Among the entries that follow, the required portion opens with the line containing "self.child_ids" and closes with the line containing "pub fn new(model: Model, materials: Vec<MaterialId>)". Give that portion again exactly, and nothing else.

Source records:
■ ■ ■ ■ ■ ■ ■

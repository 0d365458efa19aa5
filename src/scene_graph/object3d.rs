use glam::Mat4;
use id_arena::Id;

use crate::scene_graph::scene::Scene;
use crate::scene_graph::scene_model::SceneModelId;
use crate::scene_graph::transform::Transform;

pub type ObjectId = Id<Object3D>;

/// Joints driving a skinned mesh. Vertex joint indices index into `joints`.
#[derive(Debug, Clone)]
pub struct SkinBinding {
    pub joints: Vec<ObjectId>,
    pub inverse_bind_matrices: Vec<Mat4>,
}

pub struct Object3D {
    pub name: String,
    pub transform: Transform,
    pub model_id: Option<SceneModelId>,
    pub parent_id: Option<ObjectId>,
    pub child_ids: Vec<ObjectId>,
    pub visible: bool,
    pub cast_shadow: bool,
    pub receive_shadow: bool,
    /// Lower values draw first.
    pub render_order: i32,
    pub skin: Option<SkinBinding>,
    pub(crate) removed: bool,
}

impl Object3D {
    pub fn new(name: impl Into<String>) -> Self {
        Self {
            name: name.into(),
            ..Default::default()
        }
    }

    pub fn with_model(mut self, model_id: SceneModelId) -> Self {
        self.model_id = Some(model_id);
        self
    }

    pub fn with_transform(mut self, transform: Transform) -> Self {
        self.transform = transform;
        self
    }

    pub fn children<'a, 'b>(&'a self, scene: &'b Scene) -> impl Iterator<Item = &'b Object3D> + 'b
    where
        'a: 'b,
    {
        self.child_ids
            .iter()
            .filter_map(move |id| scene.get_object(*id))
    }
}

impl Default for Object3D {
    fn default() -> Self {
        Self {
            name: String::new(),
            transform: Transform::default(),
            model_id: None,
            parent_id: None,
            child_ids: Vec::new(),
            visible: true,
            cast_shadow: false,
            receive_shadow: false,
            render_order: 0,
            skin: None,
            removed: false,
        }
    }
}
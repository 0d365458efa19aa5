use id_arena::Id;

use crate::material_manager::MaterialId;
use crate::model::Model;
use crate::rendering::render_model::RenderModelId;

pub type SceneModelId = Id<SceneModel>;

pub struct SceneModel {
    pub model: Model,
    /// One material per primitive.
    pub materials: Vec<MaterialId>,
    pub render_model: Option<RenderModelId>,
}

impl SceneModel {
    pub fn new(model: Model, materials: Vec<MaterialId>) -> Self {
        debug_assert_eq!(model.primitives.len(), materials.len());

        Self {
            model,
            materials,
            render_model: None,
        }
    }
}
use std::path::PathBuf;

use glam::Vec3;

pub const ASSET_ROOT_ENV: &str = "ROOM_ASSETS";

#[derive(Debug, Clone)]
pub struct CameraConfig {
    pub fov_y_degrees: f32,
    pub near: f32,
    pub far: f32,
    pub position: Vec3,
}

impl Default for CameraConfig {
    fn default() -> Self {
        Self {
            fov_y_degrees: 45.0,
            near: 0.1,
            far: 1000.0,
            position: Vec3::new(0.0, 8.0, 40.0),
        }
    }
}

#[derive(Debug, Clone)]
pub struct OrbitConfig {
    pub damping_factor: f32,
    pub min_distance: f32,
    pub max_distance: f32,
    pub zoom_speed: f32,
}

impl Default for OrbitConfig {
    fn default() -> Self {
        Self {
            damping_factor: 0.05,
            min_distance: 5.0,
            max_distance: 38.0,
            zoom_speed: 1.0,
        }
    }
}

/// Every path is relative to `asset_root`.
#[derive(Debug, Clone)]
pub struct RoomConfig {
    pub asset_root: PathBuf,
    pub wall_textures: Vec<String>,
    pub floor_textures: Vec<String>,
    pub door_texture: String,
    pub sofa_model: String,
    pub fan_model: String,
    pub character_model: String,
    pub walk_clip: String,
    pub sit_clip: String,
    pub video_sources: Vec<String>,
    pub camera: CameraConfig,
    pub orbit: OrbitConfig,
}

impl Default for RoomConfig {
    fn default() -> Self {
        Self {
            asset_root: PathBuf::from("assets"),
            wall_textures: (1..=4)
                .map(|i| format!("wall textures/wall-texture{i}.jpg"))
                .collect(),
            floor_textures: (1..=4)
                .map(|i| format!("wood floor textures/wood-floor{i}.jpg"))
                .collect(),
            door_texture: "door-texture.jpg".to_string(),
            sofa_model: "GLB/Couch.glb".to_string(),
            fan_model: "GLB/Ceiling fan.glb".to_string(),
            character_model: "character/Standing Idle.glb".to_string(),
            walk_clip: "character/Walking.glb".to_string(),
            sit_clip: "character/Stand To Sit.glb".to_string(),
            video_sources: vec![
                "video.gif".to_string(),
                "video2.gif".to_string(),
                "video3.gif".to_string(),
            ],
            camera: CameraConfig::default(),
            orbit: OrbitConfig::default(),
        }
    }
}

impl RoomConfig {
    /// Defaults, with the asset root taken from `ROOM_ASSETS` when it is set.
    pub fn from_env() -> Self {
        let mut config = Self::default();

        if let Ok(root) = std::env::var(ASSET_ROOT_ENV) {
            log::info!("Using asset root {root}");
            config.asset_root = PathBuf::from(root);
        }

        config
    }

    pub fn asset_path(&self, relative: &str) -> PathBuf {
        self.asset_root.join(relative)
    }
}

#[cfg(test)]
mod tests {
    use super::*;

    #[test]
    fn default_texture_sets_have_four_entries() {
        let config = RoomConfig::default();
        assert_eq!(config.wall_textures.len(), 4);
        assert_eq!(config.floor_textures.len(), 4);
        assert_eq!(config.wall_textures[0], "wall textures/wall-texture1.jpg");
        assert_eq!(config.floor_textures[3], "wood floor textures/wood-floor4.jpg");
    }

    #[test]
    fn asset_paths_are_joined_to_the_root() {
        let config = RoomConfig {
            asset_root: PathBuf::from("/srv/room"),
            ..Default::default()
        };

        assert_eq!(
            config.asset_path(&config.sofa_model),
            PathBuf::from("/srv/room/GLB/Couch.glb")
        );
    }
}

■ ■ ■ ■ ■ ■ ■

- Result of the exercise -
        self.child_ids
            .iter()
            .filter_map(move |id| scene.get_object(*id))
    }
}

impl Default for Object3D {
    fn default() -> Self {
        Self {
            name: String::new(),
            transform: Transform::default(),
            model_id: None,
            parent_id: None,
            child_ids: Vec::new(),
            visible: true,
            cast_shadow: false,
            receive_shadow: false,
            render_order: 0,
            skin: None,
            removed: false,
        }
    }
}
repository 0d365458efa19aa5
use id_arena::Id;

use crate::material_manager::MaterialId;
use crate::model::Model;
use crate::rendering::render_model::RenderModelId;

pub type SceneModelId = Id<SceneModel>;

pub struct SceneModel {
    pub model: Model,
    /// One material per primitive.
    pub materials: Vec<MaterialId>,
    pub render_model: Option<RenderModelId>,
}

impl SceneModel {
    pub fn new(model: Model, materials: Vec<MaterialId>) -> Self {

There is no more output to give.